Recorded information:
========

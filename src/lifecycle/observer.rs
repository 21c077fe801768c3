//! Observer that gates delivery on a lifecycle.

use std::fmt;
use std::sync::Arc;

use parking_lot::{Mutex, MutexGuard};

use super::{Lifecycle, LifecycleObserver, LifecycleState, ObserverKey, WeakLifecycle};
use crate::disposable::{Disposable, Subscription};
use crate::error::MviError;

/// What an observer delivers when its lifecycle becomes active again.
#[derive(Debug, Clone, Copy, PartialEq, Eq, Default)]
pub enum DeliveryPolicy {
    /// Only a value that arrived while locked, if any.
    #[default]
    LastUndelivered,
    /// The most recent value, even if it was already delivered.
    LastValue,
}

#[derive(Debug, Clone, Copy, PartialEq, Eq)]
enum Phase {
    Locked,
    Unlocked,
    Disposed,
}

type Subscriber<T> = Arc<dyn Fn(T) + Send + Sync>;

/// Wraps a subscriber callback and delivers values only while the bound
/// lifecycle is at least the active state (default `Started`).
///
/// - Starts locked. Values arriving while locked overwrite a one-slot buffer.
/// - Unlocking delivers the buffered value once, per [`DeliveryPolicy`].
/// - `Destroyed` disposes the observer: it detaches from the lifecycle,
///   disposes its upstream subscription and drops the subscriber.
///
/// The subscriber runs with no lock held, one value at a time. A value
/// offered while another thread is delivering is handed to that thread,
/// which delivers it next. Once `dispose` returns no new delivery starts, and
/// a subscriber may dispose its own observer from inside the callback.
pub struct LifecycleAwareObserver<T> {
    policy: DeliveryPolicy,
    active_state: LifecycleState,
    inner: Mutex<ObserverState<T>>,
}

struct ObserverState<T> {
    phase: Phase,
    delivering: bool,
    last_value: Option<T>,
    last_undelivered: Option<T>,
    subscriber: Option<Subscriber<T>>,
    upstream: Option<Subscription>,
    lifecycle: WeakLifecycle,
    key: Option<ObserverKey>,
}

impl<T: Clone + Send + 'static> LifecycleAwareObserver<T> {
    pub fn new<F>(policy: DeliveryPolicy, subscriber: F) -> Arc<Self>
    where
        F: Fn(T) + Send + Sync + 'static,
    {
        Self::with_active_state(policy, LifecycleState::Started, subscriber)
    }

    pub fn with_active_state<F>(
        policy: DeliveryPolicy,
        active_state: LifecycleState,
        subscriber: F,
    ) -> Arc<Self>
    where
        F: Fn(T) + Send + Sync + 'static,
    {
        Arc::new(Self {
            policy,
            active_state,
            inner: Mutex::new(ObserverState {
                phase: Phase::Locked,
                delivering: false,
                last_value: None,
                last_undelivered: None,
                subscriber: Some(Arc::new(subscriber)),
                upstream: None,
                lifecycle: WeakLifecycle::default(),
                key: None,
            }),
        })
    }

    /// Register with `lifecycle`; the observer unlocks right away if it is
    /// already active.
    pub fn attach(self: &Arc<Self>, lifecycle: &Lifecycle) -> Result<(), MviError> {
        self.inner.lock().lifecycle = lifecycle.downgrade();
        let key = lifecycle.add_observer(Arc::clone(self) as Arc<dyn LifecycleObserver>)?;
        let disposed = {
            let mut state = self.inner.lock();
            state.key = Some(key);
            state.phase == Phase::Disposed
        };
        if disposed {
            lifecycle.remove_observer(key);
        }
        Ok(())
    }

    /// Take ownership of the upstream subscription feeding this observer.
    pub fn set_upstream(&self, upstream: Subscription) {
        let rejected = {
            let mut state = self.inner.lock();
            if state.phase == Phase::Disposed {
                Some(upstream)
            } else {
                state.upstream = Some(upstream);
                None
            }
        };
        if let Some(upstream) = rejected {
            upstream.dispose();
        }
    }

    /// Offer a value from upstream.
    pub fn on_next(&self, value: T) {
        let mut state = self.inner.lock();
        if state.phase == Phase::Disposed {
            return;
        }
        state.last_value = Some(value.clone());
        state.last_undelivered = Some(value);
        if state.phase == Phase::Unlocked {
            self.drain(state);
        }
    }

    /// Unlock without a lifecycle. Used for subscriptions that have no owner
    /// and therefore deliver until disposed.
    pub fn activate(&self) {
        self.unlock();
    }

    pub fn is_locked(&self) -> bool {
        self.inner.lock().phase == Phase::Locked
    }

    /// Wrap in a [`Subscription`] handle.
    pub fn subscription(self: &Arc<Self>) -> Subscription {
        Subscription::from_arc(Arc::clone(self) as Arc<dyn Disposable>)
    }

    fn unlock(&self) {
        let mut state = self.inner.lock();
        if state.phase != Phase::Locked {
            return;
        }
        state.phase = Phase::Unlocked;
        if self.policy == DeliveryPolicy::LastValue && state.last_undelivered.is_none() {
            state.last_undelivered = state.last_value.clone();
        }
        self.drain(state);
    }

    /// Deliver pending values until none is left or the observer stops being
    /// unlocked. Returns at once if another call is already delivering.
    fn drain(&self, mut state: MutexGuard<'_, ObserverState<T>>) {
        if state.delivering {
            return;
        }
        state.delivering = true;
        drop(state);
        let _reset = scopeguard::guard_on_unwind((), |()| self.inner.lock().delivering = false);

        let mut state = self.inner.lock();
        loop {
            let next = match state.phase {
                Phase::Unlocked => state
                    .last_undelivered
                    .take()
                    .zip(state.subscriber.clone()),
                Phase::Locked | Phase::Disposed => None,
            };
            let Some((value, subscriber)) = next else {
                state.delivering = false;
                return;
            };
            drop(state);
            subscriber(value);
            state = self.inner.lock();
        }
    }

    fn lock(&self) {
        let mut state = self.inner.lock();
        if state.phase == Phase::Unlocked {
            state.phase = Phase::Locked;
        }
    }
}

impl<T: Clone + Send + 'static> LifecycleObserver for LifecycleAwareObserver<T> {
    fn on_state_changed(&self, state: LifecycleState) {
        if state == LifecycleState::Destroyed {
            self.dispose();
        } else if state.is_at_least(self.active_state) {
            self.unlock();
        } else {
            self.lock();
        }
    }
}

impl<T: Clone + Send + 'static> Disposable for LifecycleAwareObserver<T> {
    fn dispose(&self) {
        let (upstream, lifecycle, key, subscriber) = {
            let mut state = self.inner.lock();
            if state.phase == Phase::Disposed {
                return;
            }
            state.phase = Phase::Disposed;
            state.last_value = None;
            state.last_undelivered = None;
            (
                state.upstream.take(),
                std::mem::take(&mut state.lifecycle),
                state.key.take(),
                state.subscriber.take(),
            )
        };
        if let Some(key) = key {
            lifecycle.remove_observer(key);
        }
        if let Some(upstream) = upstream {
            upstream.dispose();
        }
        drop(subscriber);
    }

    fn is_disposed(&self) -> bool {
        self.inner.lock().phase == Phase::Disposed
    }
}

impl<T> fmt::Debug for LifecycleAwareObserver<T> {
    fn fmt(&self, f: &mut fmt::Formatter<'_>) -> fmt::Result {
        f.debug_struct("LifecycleAwareObserver")
            .field("policy", &self.policy)
            .field("active_state", &self.active_state)
            .field("phase", &self.inner.lock().phase)
            .finish()
    }
}

#[cfg(test)]
mod tests {
    use super::*;

    fn recording(policy: DeliveryPolicy) -> (Arc<LifecycleAwareObserver<i32>>, Arc<Mutex<Vec<i32>>>) {
        let seen = Arc::new(Mutex::new(Vec::new()));
        let sink = Arc::clone(&seen);
        let observer = LifecycleAwareObserver::new(policy, move |v| sink.lock().push(v));
        (observer, seen)
    }

    #[test]
    fn buffers_while_locked_and_flushes_latest_on_unlock() {
        let lifecycle = Lifecycle::with_state(LifecycleState::Created);
        let (observer, seen) = recording(DeliveryPolicy::LastUndelivered);
        observer.attach(&lifecycle).unwrap();

        observer.on_next(1);
        observer.on_next(2);
        assert!(seen.lock().is_empty());

        lifecycle.move_to(LifecycleState::Started);
        assert_eq!(*seen.lock(), vec![2]);

        lifecycle.move_to(LifecycleState::Resumed);
        assert_eq!(*seen.lock(), vec![2]);
    }

    #[test]
    fn last_undelivered_skips_already_delivered_value() {
        let lifecycle = Lifecycle::with_state(LifecycleState::Resumed);
        let (observer, seen) = recording(DeliveryPolicy::LastUndelivered);
        observer.attach(&lifecycle).unwrap();

        observer.on_next(1);
        lifecycle.move_to(LifecycleState::Created);
        lifecycle.move_to(LifecycleState::Resumed);
        assert_eq!(*seen.lock(), vec![1]);
    }

    #[test]
    fn last_value_redelivers_on_every_unlock() {
        let lifecycle = Lifecycle::with_state(LifecycleState::Resumed);
        let (observer, seen) = recording(DeliveryPolicy::LastValue);
        observer.attach(&lifecycle).unwrap();

        observer.on_next(1);
        lifecycle.move_to(LifecycleState::Created);
        lifecycle.move_to(LifecycleState::Started);
        assert_eq!(*seen.lock(), vec![1, 1]);
    }

    #[test]
    fn destroyed_lifecycle_disposes_observer_and_upstream() {
        let lifecycle = Lifecycle::with_state(LifecycleState::Resumed);
        let (observer, seen) = recording(DeliveryPolicy::LastUndelivered);
        observer.attach(&lifecycle).unwrap();
        let upstream = Subscription::from_fn(|| {});
        observer.set_upstream(upstream.clone());

        lifecycle.move_to(LifecycleState::Destroyed);
        assert!(observer.is_disposed());
        assert!(upstream.is_disposed());

        observer.on_next(7);
        assert!(seen.lock().is_empty());
    }

    #[test]
    fn explicit_dispose_detaches_from_lifecycle() {
        let lifecycle = Lifecycle::with_state(LifecycleState::Resumed);
        let (observer, _seen) = recording(DeliveryPolicy::LastValue);
        observer.attach(&lifecycle).unwrap();
        assert_eq!(lifecycle.observer_count(), 1);

        observer.subscription().dispose();
        assert_eq!(lifecycle.observer_count(), 0);
    }

    #[test]
    fn subscriber_may_dispose_itself_during_delivery() {
        let lifecycle = Lifecycle::with_state(LifecycleState::Resumed);
        let slot: Arc<Mutex<Option<Subscription>>> = Arc::new(Mutex::new(None));
        let handle = Arc::clone(&slot);
        let seen = Arc::new(Mutex::new(Vec::new()));
        let sink = Arc::clone(&seen);
        let observer = LifecycleAwareObserver::new(DeliveryPolicy::LastUndelivered, move |v: i32| {
            sink.lock().push(v);
            if let Some(sub) = handle.lock().clone() {
                sub.dispose();
            }
        });
        *slot.lock() = Some(observer.subscription());
        observer.attach(&lifecycle).unwrap();

        observer.on_next(1);
        observer.on_next(2);
        assert_eq!(*seen.lock(), vec![1]);
        assert!(observer.is_disposed());
    }

    #[test]
    fn value_from_another_thread_during_unlock_delivery_does_not_block() {
        let lifecycle = Lifecycle::with_state(LifecycleState::Created);
        let slot: Arc<Mutex<Option<std::sync::Weak<LifecycleAwareObserver<i32>>>>> =
            Arc::new(Mutex::new(None));
        let handle = Arc::clone(&slot);
        let seen = Arc::new(Mutex::new(Vec::new()));
        let sink = Arc::clone(&seen);
        let observer = LifecycleAwareObserver::new(DeliveryPolicy::LastUndelivered, move |v: i32| {
            if v == 1 {
                let weak = handle.lock().clone().unwrap();
                std::thread::spawn(move || {
                    if let Some(observer) = weak.upgrade() {
                        observer.on_next(2);
                    }
                })
                .join()
                .unwrap();
            }
            sink.lock().push(v);
        });
        *slot.lock() = Some(Arc::downgrade(&observer));
        observer.attach(&lifecycle).unwrap();

        observer.on_next(1);
        lifecycle.move_to(LifecycleState::Started);
        assert_eq!(*seen.lock(), vec![1, 2]);
    }

    #[test]
    fn nested_value_is_delivered_after_the_current_one() {
        let lifecycle = Lifecycle::with_state(LifecycleState::Resumed);
        let slot: Arc<Mutex<Option<std::sync::Weak<LifecycleAwareObserver<i32>>>>> =
            Arc::new(Mutex::new(None));
        let handle = Arc::clone(&slot);
        let seen = Arc::new(Mutex::new(Vec::new()));
        let sink = Arc::clone(&seen);
        let observer = LifecycleAwareObserver::new(DeliveryPolicy::LastUndelivered, move |v: i32| {
            sink.lock().push(v);
            if v == 1 {
                if let Some(observer) = handle.lock().as_ref().and_then(|weak| weak.upgrade()) {
                    observer.on_next(2);
                }
                sink.lock().push(10);
            }
        });
        *slot.lock() = Some(Arc::downgrade(&observer));
        observer.attach(&lifecycle).unwrap();

        observer.on_next(1);
        assert_eq!(*seen.lock(), vec![1, 10, 2]);
    }
}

========

Problem statement: Set down the lines of the records exactly, from the first one through the line containing "delivery starts, and", and add nothing else.

Exercise answer:
filename src/lifecycle/observer.rs
repository 21c077fe801768c3
//! Observer that gates delivery on a lifecycle.

use std::fmt;
use std::sync::Arc;

use parking_lot::{Mutex, MutexGuard};

use super::{Lifecycle, LifecycleObserver, LifecycleState, ObserverKey, WeakLifecycle};
use crate::disposable::{Disposable, Subscription};
use crate::error::MviError;

/// What an observer delivers when its lifecycle becomes active again.
#[derive(Debug, Clone, Copy, PartialEq, Eq, Default)]
pub enum DeliveryPolicy {
    /// Only a value that arrived while locked, if any.
    #[default]
    LastUndelivered,
    /// The most recent value, even if it was already delivered.
    LastValue,
}

#[derive(Debug, Clone, Copy, PartialEq, Eq)]
enum Phase {
    Locked,
    Unlocked,
    Disposed,
}

type Subscriber<T> = Arc<dyn Fn(T) + Send + Sync>;

/// Wraps a subscriber callback and delivers values only while the bound
/// lifecycle is at least the active state (default `Started`).
///
/// - Starts locked. Values arriving while locked overwrite a one-slot buffer.
/// - Unlocking delivers the buffered value once, per [`DeliveryPolicy`].
/// - `Destroyed` disposes the observer: it detaches from the lifecycle,
///   disposes its upstream subscription and drops the subscriber.
///
/// The subscriber runs with no lock held, one value at a time. A value
/// offered while another thread is delivering is handed to that thread,
/// which delivers it next. Once `dispose` returns no new delivery starts, and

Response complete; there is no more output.